Even though she has taught for only four years, Amber Mann has taken on several duties at Eastside High School other than simply teaching advanced and Quest freshman English.
Mann said she knew she wanted to be a teacher while attending elementary school in Social Circle but didn't know what she wanted to teach until her senior year in high school.
Her senior class at Social Circle High successfully petitioned the school board for an Advanced Placement English class - the first in the district. Mann loved the teacher and decided she wanted to do the same in her career.
"She made the class so appealing in the way she read and discussed literature," Mann said.

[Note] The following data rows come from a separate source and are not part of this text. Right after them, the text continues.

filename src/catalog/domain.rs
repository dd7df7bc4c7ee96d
pub mod service;

use async_trait::async_trait;
use crate::books::dto::BookDto;
use crate::core::library::LibraryResult;

/// Catalog of books with (title, author) uniqueness and a notification for every
/// accepted mutation.
///
/// Expected negatives (duplicate add, unknown id on remove, no search match) are
/// ordinary `false`/`None` results. Storage failures propagate unchanged and no
/// notification is sent for a failed call.
///
/// Implementations do not serialize concurrent calls against each other: two
/// concurrent `add_book` calls with the same key can both pass the duplicate check.
/// Callers that share one catalog between tasks must serialize mutations themselves
/// or supply a storage collaborator that enforces the key.
#[async_trait]
pub trait CatalogService: Sync + Send {
    /// Adds the book unless one with the same title and author is already stored.
    /// On success `book.book_id` is set to the id storage assigned.
    async fn add_book(&self, book: &mut BookDto) -> LibraryResult<bool>;

    /// Removes the stored book with `book.book_id`; title and author of the
    /// argument are not consulted.
    async fn remove_book(&self, book: &BookDto) -> LibraryResult<bool>;

    async fn get_all_books(&self) -> LibraryResult<Vec<BookDto>>;

    /// First book, in storage order, whose full title matches ignoring case.
    async fn search_book_by_title(&self, title: &str) -> LibraryResult<Option<BookDto>>;
}
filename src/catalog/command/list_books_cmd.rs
use std::sync::Arc;
use async_trait::async_trait;
use serde::Serialize;
use crate::books::dto::BookDto;
use crate::catalog::domain::CatalogService;
use crate::core::command::{Command, CommandError};

pub struct ListBooksCommand {
    catalog_service: Arc<dyn CatalogService>,
}

impl ListBooksCommand {
    pub fn new(catalog_service: Arc<dyn CatalogService>) -> Self {
        Self {
            catalog_service,
        }
    }
}

#[derive(Debug, Default)]
pub struct ListBooksCommandRequest {}

#[derive(Debug, Serialize)]
pub struct ListBooksCommandResponse {
    pub books: Vec<BookDto>,
}

#[async_trait]
impl Command<ListBooksCommandRequest, ListBooksCommandResponse> for ListBooksCommand {
    async fn execute(&self, _req: ListBooksCommandRequest) -> Result<ListBooksCommandResponse, CommandError> {
        let books = self.catalog_service.get_all_books().await?;
        Ok(ListBooksCommandResponse { books })
    }
}
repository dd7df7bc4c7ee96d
pub mod books;
pub mod catalog;
pub mod core;
pub mod gateway;
pub mod utils;
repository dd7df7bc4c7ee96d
use crate::gateway::events::Notifier;

// LogNotifier forwards messages to the tracing subscriber
#[derive(Debug, Default)]
pub struct LogNotifier {}

impl LogNotifier {
    pub fn new() -> Self {
        Self {}
    }
}

impl Notifier for LogNotifier {
    fn notify(&self, message: &str) {
        tracing::info!(target: "catalog::notification", "{}", message);
    }
}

Mann tries to engage students in literature with interesting projects, lots of choices and a beaming smile.
During the unit about novels, Mann's class reads "Night" by Elie Wiesel. Because the book depicts life in a Nazi concentration camp, Mann has her students work in groups to create a detailed Power Point presentation about a branch of the Holocaust which they choose.
At the end of the mythology unit, Mann has students write and perform reality-show-type skits in her project called "Made: Who wants to be an Olympian."

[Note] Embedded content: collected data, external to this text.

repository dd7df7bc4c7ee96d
use tokio::runtime::{Builder, Runtime};
use crate::books::dto::BookDto;
use crate::catalog::domain::CatalogService;
use crate::core::library::LibraryResult;

/// Blocking form of a [`CatalogService`].
///
/// Every call drives the suspending operation to completion on the calling thread
/// through a private current-thread runtime, so both forms share one implementation
/// and produce the same results and notifications in the same order.
///
/// Calling these methods from inside an async context panics (tokio refuses to
/// block a runtime thread); async callers use the wrapped service directly.
pub struct BlockingCatalogService {
    inner: Box<dyn CatalogService>,
    runtime: Runtime,
}

impl BlockingCatalogService {
    pub fn new(inner: Box<dyn CatalogService>) -> LibraryResult<Self> {
        let runtime = Builder::new_current_thread()
            .enable_all()
            .build()?;
        Ok(Self { inner, runtime })
    }

    pub fn add_book(&self, book: &mut BookDto) -> LibraryResult<bool> {
        self.runtime.block_on(self.inner.add_book(book))
    }

    pub fn remove_book(&self, book: &BookDto) -> LibraryResult<bool> {
        self.runtime.block_on(self.inner.remove_book(book))
    }

    pub fn get_all_books(&self) -> LibraryResult<Vec<BookDto>> {
        self.runtime.block_on(self.inner.get_all_books())
    }

    pub fn search_book_by_title(&self, title: &str) -> LibraryResult<Option<BookDto>> {
        self.runtime.block_on(self.inner.search_book_by_title(title))
    }

    pub fn into_inner(self) -> Box<dyn CatalogService> {
        self.inner
    }
}
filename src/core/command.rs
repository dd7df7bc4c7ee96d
use std::fmt;
use std::fmt::{Display, Formatter};
use async_trait::async_trait;
use crate::core::library::LibraryError;

#[derive(Debug)]
pub enum CommandError {
    Database {
        message: String,
        reason_code: Option<String>,
        retryable: bool,
    },
    Runtime {
        message: String,
        reason_code: Option<String>,
        retryable: bool,
    },
    Serialization {
        message: String,
    },
    Validation {
        message: String,
        reason_code: Option<String>,
    },
}

#[async_trait]
pub trait Command<Request, Response> {
    async fn execute(&self, req: Request) -> Result<Response, CommandError>;
}

impl From<LibraryError> for CommandError {
    fn from(other: LibraryError) -> Self {
        match other {
            LibraryError::Database { message, reason_code, retryable } => {
                CommandError::Database { message, reason_code, retryable }
            }
            LibraryError::Validation { message, reason_code } => {
                CommandError::Validation { message, reason_code }
            }
            LibraryError::Serialization { message } => {
                CommandError::Serialization { message }
            }
            LibraryError::Runtime { message, reason_code } => {
                CommandError::Runtime { message, reason_code, retryable: false }
            }
        }
    }
}

impl Display for CommandError {
    fn fmt(&self, f: &mut Formatter<'_>) -> fmt::Result {
        match self {
            CommandError::Database { message, .. } => write!(f, "database error: {}", message),
            CommandError::Runtime { message, .. } => write!(f, "runtime error: {}", message),
            CommandError::Serialization { message } => write!(f, "serialization error: {}", message),
            CommandError::Validation { message, .. } => write!(f, "validation error: {}", message),
        }
    }
}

"They like it because it seems like they're playing," Mann said, "but really they show me what they learned."
Students in Mann's class learn a variety of vocabulary and literary terms while exploring the different genres. To encourage students to study the words and be able to use them in their own writing, Mann invented the game of Trashketball.
If a student correctly identifies a term, they shoot a wad of paper into a waste basket. If the student makes the basket from the hallway, they can bring in a T-shirt or jersey and have it retired.
The graphic arts teacher at Eastside prints the students' last names and numbers they choose on the jersey before Mann hangs them on the wall.
She recently retired her jersey.
Mann said although her students are gifted, she said they are still teenagers and require motivation from time to time.
"It's always a struggle to make a student see why it's important to learn the things you are teaching them," Mann said, "especially in the ninth grade."
To motivate students to go above and beyond what they are required to do or turn in work early, she created a "Who's the Mann" bulletin board in her classroom. Every month she tries to profile a student who went the extra mile on an assignment.
"I'm pretty cheesy," Mann said.
Planning for her English classes is not Mann's sole responsibility at Eastside. She is also the school facilitator for the district's new NovaNet credit recovery program.
"Our first priority is seniors who are in danger of not graduating on time," Mann said.
As of the end of February, 21 full credits and six half credits had been earned.
Because of Mann's highly organized system of recording attendance, grades and parental consent forms, she was asked to present at Pearson's "Georgia Best Practices Conference" in Atlanta.
Mann also serves as Eastside's staff development coordinator and the school's Relay for Life Captain.
She said she does all she does for the benefit of the students.
Even though she didn't discover her affection for poetry until college, when she realized it was OK to have a differing opinion about intended meaning, she hopes discussions in her classroom will lead to a lifetime love of literature whether it be short stories or theater.
"My favorite thing is to see the student's really get into what we're reading," Mann said. "That's what I like; looking at things in a whole bunch of different ways and even if they don't like it - being passionate enough to disagree with it."